Observation data Epoch J2000 Equinox J2000
- Constellation: Taurus
- Right ascension: 03^{h} 34^{m} 26.629^{s}
- Declination: +35° 27′ 51.86″
- Apparent magnitude (V): 6.58
- Right ascension: 03^{h} 34^{m} 26.633^{s}
- Declination: +35° 27′ 52.17″
- Apparent magnitude (V): 6.84

Characteristics

A
- Spectral type: A3V
- B−V color index: +0.13

B
- Spectral type: A3V
- B−V color index: +0.13

Astrometry
- Radial velocity (R_{v}): +28.1 km/s
- Proper motion (μ): RA: +9.908 mas/yr Dec.: −28.201 mas/yr
- Parallax (π): 5.4993±0.0587 mas
- Distance: 593 ± 6 ly (182 ± 2 pc)
- Absolute magnitude (M_{V}): +0.5/+0.6

Orbit
- Period (P): 522.16 yr
- Semi-major axis (a): 0.625″
- Eccentricity (e): 0.679

Details

A
- Mass: 2.5 M_{☉}
- Radius: 9.0 R_{☉}
- Luminosity: 52 L_{☉}
- Temperature: 8,551 K

B
- Mass: 2.5 M_{☉}
- Other designations: 7 Tau, BD+23°473, HD 22091, HIP 16664, HR 1086

Database references
- SIMBAD: data

= 7 Tauri =

Multiple star system in the constellation Taurus

7 Tauri is a multiple star in the northern constellation of Taurus. It has a combined apparent visual magnitude of 5.95, so, according to the Bortle scale, it is faintly visible from suburban skies at night. Measurements made with the Gaia spacecraft show an annual parallax shift of 5.5 mas, which is equivalent to a distance of around 593 light years from the Sun.

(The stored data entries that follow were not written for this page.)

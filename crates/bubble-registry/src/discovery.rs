//! # Provider Discovery
//!
//! Completes a short DID (contract only) into a full content identifier.
//!
//! A Bubble contract publishes a hash of its storage provider rather than
//! the provider itself. The hash is `keccak256("<url>?id=<id>")`, computed
//! over the id text exactly as registered, so EIP-55 casing is significant.
//! Fetching that hash from the chain is an external call behind
//! [`ProviderHashSource`]; this module maps the hash back to a provider
//! through the [`KNOWN_PROVIDERS`] table.

use bubble_core::{parse_any, Address, ContentIdentifier, FileRef, Provider, ValidationError};
use bubble_crypto::keccak256;

use crate::error::DiscoveryError;

/// A storage provider whose hash is recognised without a network lookup.
#[derive(Debug, Clone, Copy, PartialEq, Eq)]
pub struct KnownProvider {
    /// `0x` hex of [`provider_hash`] for this provider.
    pub hash: &'static str,
    /// Display name.
    pub name: &'static str,
    /// Provider signing address, as registered.
    pub id: &'static str,
    /// Provider endpoint.
    pub url: &'static str,
}

impl KnownProvider {
    /// The provider as a validated [`Provider`].
    ///
    /// # Errors
    ///
    /// A [`ValidationError`] if the table entry is malformed.
    pub fn provider(&self) -> Result<Provider, ValidationError> {
        Provider::parse(self.url, self.id)
    }
}

/// Providers recognised by hash.
pub const KNOWN_PROVIDERS: &[KnownProvider] = &[KnownProvider {
    hash: "0x077db7b2f0d920ab1eaf5bcfac4e58281ba017ce4c646ea332486372212ffeef",
    name: "Bubble Private Cloud",
    id: "0x288b32F2653C1d72043d240A7F938a114Ab69584",
    url: "https://datonavault.com:8131",
}];

/// `keccak256("<url>?id=<id>")` for a provider.
pub fn provider_hash(provider: &Provider) -> [u8; 32] {
    keccak256(format!("{}?id={}", provider.url(), provider.id()).as_bytes())
}

/// Look up a provider hash in [`KNOWN_PROVIDERS`].
pub fn discover_provider(hash: &[u8; 32]) -> Option<&'static KnownProvider> {
    let hash = format!("0x{}", hex::encode(hash));
    KNOWN_PROVIDERS.iter().find(|p| p.hash == hash)
}

/// External lookup of the provider hash a contract publishes.
pub trait ProviderHashSource {
    /// The provider hash registered by `contract`.
    ///
    /// # Errors
    ///
    /// [`DiscoveryError::Lookup`] if the lookup fails.
    fn provider_hash(&self, contract: &Address) -> Result<[u8; 32], DiscoveryError>;
}

/// Resolves short DIDs into full identifiers.
pub struct DidResolver<S> {
    source: S,
}

impl<S: ProviderHashSource> DidResolver<S> {
    /// Resolver backed by `source`.
    pub fn new(source: S) -> Self {
        Self { source }
    }

    /// Parse a DID or Bubble URL, filling in the provider when absent and
    /// defaulting the file to the public identity file.
    ///
    /// # Errors
    ///
    /// [`DiscoveryError::Codec`] for a malformed DID,
    /// [`DiscoveryError::Lookup`] if the hash lookup fails,
    /// [`DiscoveryError::UnknownProviderHash`] for an unrecognised provider.
    pub fn resolve(&self, did: &str) -> Result<ContentIdentifier, DiscoveryError> {
        let mut id = parse_any(did)?;
        if id.provider().is_none() {
            let hash = self.source.provider_hash(id.contract())?;
            let known = discover_provider(&hash)
                .ok_or_else(|| DiscoveryError::UnknownProviderHash(format!("0x{}", hex::encode(hash))))?;
            let provider = known
                .provider()
                .map_err(|e| DiscoveryError::Lookup(e.to_string()))?;
            tracing::debug!(contract = %id.contract(), provider = known.name, "discovered provider");
            id = id.with_provider(provider);
        }
        if id.file().is_none() {
            id = id.with_file(FileRef::public_id());
        }
        Ok(id)
    }
}
//! Application directory and chain provider configuration.
//!
//! The application directory holds the user's label stores and the chain
//! provider file:
//!
//! ```text
//! <app_dir>/addresses   address book (JSON)
//! <app_dir>/servers     storage providers (JSON)
//! <app_dir>/wallet      wallet key references (JSON, public data only)
//! <app_dir>/provider    blockchain provider (JSON)
//! ```
//!
//! The directory is taken from `--app-dir`, else `BUBBLE_TOOLS_DIR`, else
//! `$HOME/.bubble-tools`.

use std::path::{Path, PathBuf};

use bubble_core::Chain;
use bubble_registry::{AddressBook, ServerList, StoreError, WalletLabels};
use serde::{Deserialize, Serialize};

/// Environment variable overriding the application directory.
pub const APP_DIR_ENV: &str = "BUBBLE_TOOLS_DIR";

/// Directory name under `$HOME` used when nothing else is configured.
pub const DEFAULT_APP_DIR_NAME: &str = ".bubble-tools";

/// Resolved tool configuration.
#[derive(Debug, Clone, PartialEq, Eq)]
pub struct ToolsConfig {
    /// The application directory. May not exist yet.
    pub app_dir: PathBuf,
}

impl ToolsConfig {
    /// Resolve from the command-line flag and the process environment.
    ///
    /// # Errors
    ///
    /// [`ConfigError::MissingHome`] if no directory is given and `HOME` is unset.
    pub fn resolve(flag: Option<PathBuf>) -> Result<Self, ConfigError> {
        Self::from_sources(
            flag,
            std::env::var(APP_DIR_ENV).ok(),
            std::env::var("HOME").ok(),
        )
    }

    /// Resolve from explicit sources, in priority order.
    ///
    /// # Errors
    ///
    /// [`ConfigError::MissingHome`] if all three are absent or empty.
    pub fn from_sources(
        flag: Option<PathBuf>,
        env_dir: Option<String>,
        home: Option<String>,
    ) -> Result<Self, ConfigError> {
        let app_dir = flag
            .or_else(|| env_dir.filter(|d| !d.is_empty()).map(PathBuf::from))
            .or_else(|| {
                home.filter(|h| !h.is_empty())
                    .map(|h| Path::new(&h).join(DEFAULT_APP_DIR_NAME))
            })
            .ok_or(ConfigError::MissingHome)?;
        Ok(Self { app_dir })
    }

    /// Path of the address book.
    pub fn addresses_file(&self) -> PathBuf {
        self.app_dir.join("addresses")
    }

    /// Path of the server list.
    pub fn servers_file(&self) -> PathBuf {
        self.app_dir.join("servers")
    }

    /// Path of the wallet key references.
    pub fn wallet_file(&self) -> PathBuf {
        self.app_dir.join("wallet")
    }

    /// Path of the chain provider file.
    pub fn provider_file(&self) -> PathBuf {
        self.app_dir.join("provider")
    }

    /// Load the address book.
    ///
    /// # Errors
    ///
    /// A [`StoreError`] if the file is unreadable or malformed.
    pub fn address_book(&self) -> Result<AddressBook, StoreError> {
        AddressBook::load(&self.addresses_file())
    }

    /// Load the server list.
    ///
    /// # Errors
    ///
    /// A [`StoreError`] if the file is unreadable or malformed.
    pub fn servers(&self) -> Result<ServerList, StoreError> {
        ServerList::load(&self.servers_file())
    }

    /// Load the wallet key references.
    ///
    /// # Errors
    ///
    /// A [`StoreError`] if the file is unreadable or malformed.
    pub fn wallet(&self) -> Result<WalletLabels, StoreError> {
        WalletLabels::load(&self.wallet_file())
    }

    /// Load the chain provider, see [`ChainProvider::load`].
    ///
    /// # Errors
    ///
    /// As [`ChainProvider::load`].
    pub fn chain_provider(&self) -> Result<ChainProvider, ConfigError> {
        ChainProvider::load(&self.app_dir)
    }
}

/// Network description inside the provider file.
///
/// Fields beyond name and chain id are kept as-is so that a user-edited
/// file round-trips.
#[derive(Debug, Clone, PartialEq, Serialize, Deserialize)]
pub struct Blockchain {
    /// Network name, e.g. `bubblenet`.
    pub name: String,
    /// EIP-155 chain id.
    #[serde(rename = "chainId")]
    pub chain_id: u64,
    /// Any other network fields.
    #[serde(flatten)]
    pub extra: serde_json::Map<String, serde_json::Value>,
}

/// The blockchain endpoint the tool talks to.
#[derive(Debug, Clone, PartialEq, Serialize, Deserialize)]
pub struct ChainProvider {
    /// The network.
    pub blockchain: Blockchain,
    /// JSON-RPC endpoint.
    #[serde(rename = "blockchainUrl")]
    pub blockchain_url: String,
}

impl ChainProvider {
    /// The built-in Bubble main chain.
    pub fn bubblenet() -> Self {
        let mut extra = serde_json::Map::new();
        extra.insert("networkId".to_string(), serde_json::Value::from(45021));
        extra.insert(
            "comment".to_string(),
            serde_json::Value::from("The Bubble main chain"),
        );
        Self {
            blockchain: Blockchain {
                name: "bubblenet".to_string(),
                chain_id: 45021,
                extra,
            },
            blockchain_url: "https://datonavault.com:8130".to_string(),
        }
    }

    /// The chain identifier to attach to decoded content identifiers.
    pub fn chain(&self) -> Chain {
        Chain::Id(self.blockchain.chain_id)
    }

    /// Read `<app_dir>/provider`.
    ///
    /// When the file is absent the bubblenet default is returned, and if
    /// `app_dir` exists the default is written there as a template. The
    /// directory itself is never created.
    ///
    /// # Errors
    ///
    /// [`ConfigError::Io`] if the file exists but cannot be read,
    /// [`ConfigError::InvalidProvider`] if it is not a provider description.
    pub fn load(app_dir: &Path) -> Result<Self, ConfigError> {
        let path = app_dir.join("provider");
        if path.exists() {
            let content = std::fs::read_to_string(&path).map_err(|source| ConfigError::Io {
                path: path.clone(),
                source,
            })?;
            let provider: Self =
                serde_json::from_str(&content).map_err(|e| ConfigError::InvalidProvider {
                    path: path.clone(),
                    reason: e.to_string(),
                })?;
            if provider.blockchain_url.is_empty() {
                return Err(ConfigError::InvalidProvider {
                    path,
                    reason: "blockchainUrl is empty".to_string(),
                });
            }
            tracing::debug!(path = %path.display(), chain = provider.blockchain.chain_id, "loaded chain provider");
            return Ok(provider);
        }

        let default = Self::bubblenet();
        if app_dir.is_dir() {
            match serde_json::to_string_pretty(&default)
                .map_err(|e| e.to_string())
                .and_then(|json| std::fs::write(&path, json).map_err(|e| e.to_string()))
            {
                Ok(()) => tracing::info!(path = %path.display(), "wrote provider template"),
                Err(e) => tracing::warn!(path = %path.display(), error = %e, "could not write provider template"),
            }
        }
        Ok(default)
    }
}

/// Configuration errors.
#[derive(Debug, thiserror::Error)]
pub enum ConfigError {
    /// No application directory could be determined.
    #[error("cannot locate the application directory: pass --app-dir, set BUBBLE_TOOLS_DIR or HOME")]
    MissingHome,

    /// The provider file is not a valid provider description.
    #[error("invalid provider configuration in {}: {reason}", .path.display())]
    InvalidProvider {
        /// The provider file.
        path: PathBuf,
        /// What was wrong with it.
        reason: String,
    },

    /// The provider file could not be read.
    #[error("I/O error on {}: {source}", .path.display())]
    Io {
        /// The provider file.
        path: PathBuf,
        /// The underlying error.
        source: std::io::Error,
    },
}

#[cfg(test)]
mod tests {
    use super::*;

    #[test]
    fn flag_wins_over_env_and_home() {
        let cfg = ToolsConfig::from_sources(
            Some(PathBuf::from("/flag")),
            Some("/env".into()),
            Some("/home/u".into()),
        )
        .unwrap();
        assert_eq!(cfg.app_dir, PathBuf::from("/flag"));
    }

    #[test]
    fn env_wins_over_home() {
        let cfg = ToolsConfig::from_sources(None, Some("/env".into()), Some("/home/u".into())).unwrap();
        assert_eq!(cfg.app_dir, PathBuf::from("/env"));
    }

    #[test]
    fn home_default() {
        let cfg = ToolsConfig::from_sources(None, Some(String::new()), Some("/home/u".into())).unwrap();
        assert_eq!(cfg.app_dir, PathBuf::from("/home/u/.bubble-tools"));
        assert_eq!(cfg.servers_file(), PathBuf::from("/home/u/.bubble-tools/servers"));
    }

    #[test]
    fn missing_everything_fails() {
        assert!(matches!(
            ToolsConfig::from_sources(None, None, None),
            Err(ConfigError::MissingHome)
        ));
    }

    #[test]
    fn provider_default_writes_template_into_existing_dir() {
        let dir = tempfile::tempdir().unwrap();
        let provider = ChainProvider::load(dir.path()).unwrap();
        assert_eq!(provider, ChainProvider::bubblenet());
        assert_eq!(provider.chain(), Chain::Id(45021));
        assert!(dir.path().join("provider").exists());

        let reloaded = ChainProvider::load(dir.path()).unwrap();
        assert_eq!(reloaded, provider);
    }

    #[test]
    fn provider_default_never_creates_dir() {
        let dir = tempfile::tempdir().unwrap();
        let missing = dir.path().join("absent");
        let provider = ChainProvider::load(&missing).unwrap();
        assert_eq!(provider.blockchain.name, "bubblenet");
        assert!(!missing.exists());
    }

    #[test]
    fn provider_custom_file_keeps_extra_fields() {
        let dir = tempfile::tempdir().unwrap();
        std::fs::write(
            dir.path().join("provider"),
            r#"{"blockchain":{"name":"local","chainId":1337,"networkId":1337},"blockchainUrl":"http://localhost:8545"}"#,
        )
        .unwrap();
        let provider = ChainProvider::load(dir.path()).unwrap();
        assert_eq!(provider.blockchain.chain_id, 1337);
        assert_eq!(provider.blockchain.extra["networkId"], 1337);
        assert_eq!(provider.blockchain_url, "http://localhost:8545");
    }

    #[test]
    fn provider_invalid_file_is_error() {
        let dir = tempfile::tempdir().unwrap();
        std::fs::write(dir.path().join("provider"), r#"{"blockchain":{}}"#).unwrap();
        assert!(matches!(
            ChainProvider::load(dir.path()),
            Err(ConfigError::InvalidProvider { .. })
        ));
    }
}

7 Tauri is a binary star with two nearly equal components about 0.7 " apart, designated as A and B. The spectrum of each star matches a stellar classification of A7V. 22 " away is a 10th-magnitude star, component C, which is itself a spectroscopic binary. In the past, these stars had been treated as a single system, but they are now known to have different proper motions and somewhat different distances.